The Declaration of St James's Palace, or London Declaration, was the first joint statement of goals and principles by the Allied Powers during World War II. The declaration was issued after the first Inter-Allied Conference at St James's Palace in London on 12 June 1941. Representatives of the United Kingdom, the four co-belligerent Commonwealth Dominions (Canada, Australia, New Zealand, and South Africa), the eight governments in exile (Belgium, Czechoslovakia, Greece, Luxembourg, the Netherlands, Norway, Poland, Yugoslavia) and Free France were parties to the declaration. It stated the Allies' commitment to continue the war against the Axis Powers (Germany and Italy) and established principles to serve as the basis of a future peace.

==Background==
After the Battle of France, the exiled governments of Poland, Belgium, the Netherlands, and Luxembourg established themselves in London and began to work with the British to coordinate resistance activities and carry on the fight. Charles de Gaulle's Appeal of 18 June likewise signaled the beginning of the Free French movement. By 1941, the Czech National Liberation Committee under Edvard Beneš also won recognition as the Provisional Czechoslovak Government as it cooperated ever closer with Britain.

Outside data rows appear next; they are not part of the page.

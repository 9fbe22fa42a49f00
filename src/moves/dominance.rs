//! Which move may follow which.
//!
//! `beats` is a strict partial order with two special cases layered on top:
//! Pass beats any real move but never another Pass, so passing is only ever
//! legal in response; and Rocket and Bomb cut across shapes.

use std::cmp::Reverse;

use super::generate::candidates;
use super::shape::Move;
use crate::core::Hand;

impl Move {
    /// Whether `self` may be played on top of `previous`.
    ///
    /// ```
    /// use dou_solver::core::Rank;
    /// use dou_solver::moves::Move;
    ///
    /// assert!(Move::Single(Rank::ACE).beats(&Move::Single(Rank::FIVE)));
    /// assert!(Move::Bomb(Rank::THREE).beats(&Move::Pair(Rank::ACE)));
    /// assert!(!Move::Bomb(Rank::TWO).beats(&Move::Rocket));
    /// assert!(Move::Pass.beats(&Move::Single(Rank::THREE)));
    /// assert!(!Move::Pass.beats(&Move::Pass));
    /// ```
    #[must_use]
    pub fn beats(&self, previous: &Move) -> bool {
        match (self, previous) {
            (Move::Pass, Move::Pass) => false,
            (Move::Pass, _) => true,

            (Move::Rocket, Move::Rocket) => false,
            (Move::Rocket, _) => true,
            (_, Move::Rocket) => false,

            (Move::Bomb(a), Move::Bomb(b)) => a > b,
            (Move::Bomb(_), _) => true,

            // Leading: any real move opens.
            (_, Move::Pass) => true,

            (Move::Single(a), Move::Single(b)) | (Move::Pair(a), Move::Pair(b)) => a > b,
            (Move::Straight { start: a, len: la }, Move::Straight { start: b, len: lb })
            | (Move::ConsecutivePairs { start: a, len: la }, Move::ConsecutivePairs { start: b, len: lb }) => {
                la == lb && a > b
            }
            (Move::Triple { rank: a, attachment: x }, Move::Triple { rank: b, attachment: y }) => {
                x.width() == y.width() && a > b
            }
            (
                Move::FourWithTwo { rank: a, pairs: pa, .. },
                Move::FourWithTwo { rank: b, pairs: pb, .. },
            ) => pa == pb && a > b,
            (
                Move::Airplane { start: a, len: la, wing: wa, .. },
                Move::Airplane { start: b, len: lb, wing: wb, .. },
            ) => la == lb && wa == wb && a > b,

            _ => false,
        }
    }
}

/// Every move from `hand` that beats `previous`, strongest options first.
///
/// Moves are ordered by shape priority (Rocket, Bomb, the structured shapes,
/// Pass last), then by lead rank descending. Ties between moves of equal shape
/// and lead are broken by encoding so the order is total.
///
/// ```
/// use dou_solver::core::{Hand, Rank};
/// use dou_solver::moves::{legal_moves, Move};
///
/// let hand = Hand::from_ranks([4, 9, 9]).unwrap();
/// let moves = legal_moves(&hand, &Move::Single(Rank::FIVE));
///
/// assert_eq!(moves, vec![Move::Single(Rank::NINE), Move::Pass]);
/// ```
#[must_use]
pub fn legal_moves(hand: &Hand, previous: &Move) -> Vec<Move> {
    let mut moves: Vec<Move> = candidates(hand).filter(|mv| mv.beats(previous)).collect();
    moves.sort_unstable_by_key(order_key);
    moves
}

fn order_key(mv: &Move) -> Reverse<(u8, u8, u64)> {
    Reverse((
        mv.shape().priority(),
        mv.lead().map_or(0, |rank| rank.value()),
        mv.code(),
    ))
}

The Balkans campaign ended on 1 June 1941, leaving both Greece and Yugoslavia under Axis occupation. Both of their governments went into exile; the government of Peter II of Yugoslavia joined the Western Allied exiles in London, while the Greek government of George II set up in Cairo.

London, as the capital of the only belligerent power in Europe not under Axis occupation, became the center of Allied diplomatic activity. By June 1941, the city had already been subjected to 11 months of combat in the Battle of Britain and subsequent London Blitz.

==Content and impact==
The Declaration of St James's Palace made three resolutions. In the first, the parties affirmed their alliance, pledging to assist one another in the war against Germany and Italy and committing "the utmost of their respective capacities". The second pledged that the Allies would enter into no separate peace, stating that there could be no peace until the threat of Axis domination was past. The third resolution committed the Allies to the principle of a peace based on the "willing cooperation of free peoples" in which "all may enjoy economic and social security."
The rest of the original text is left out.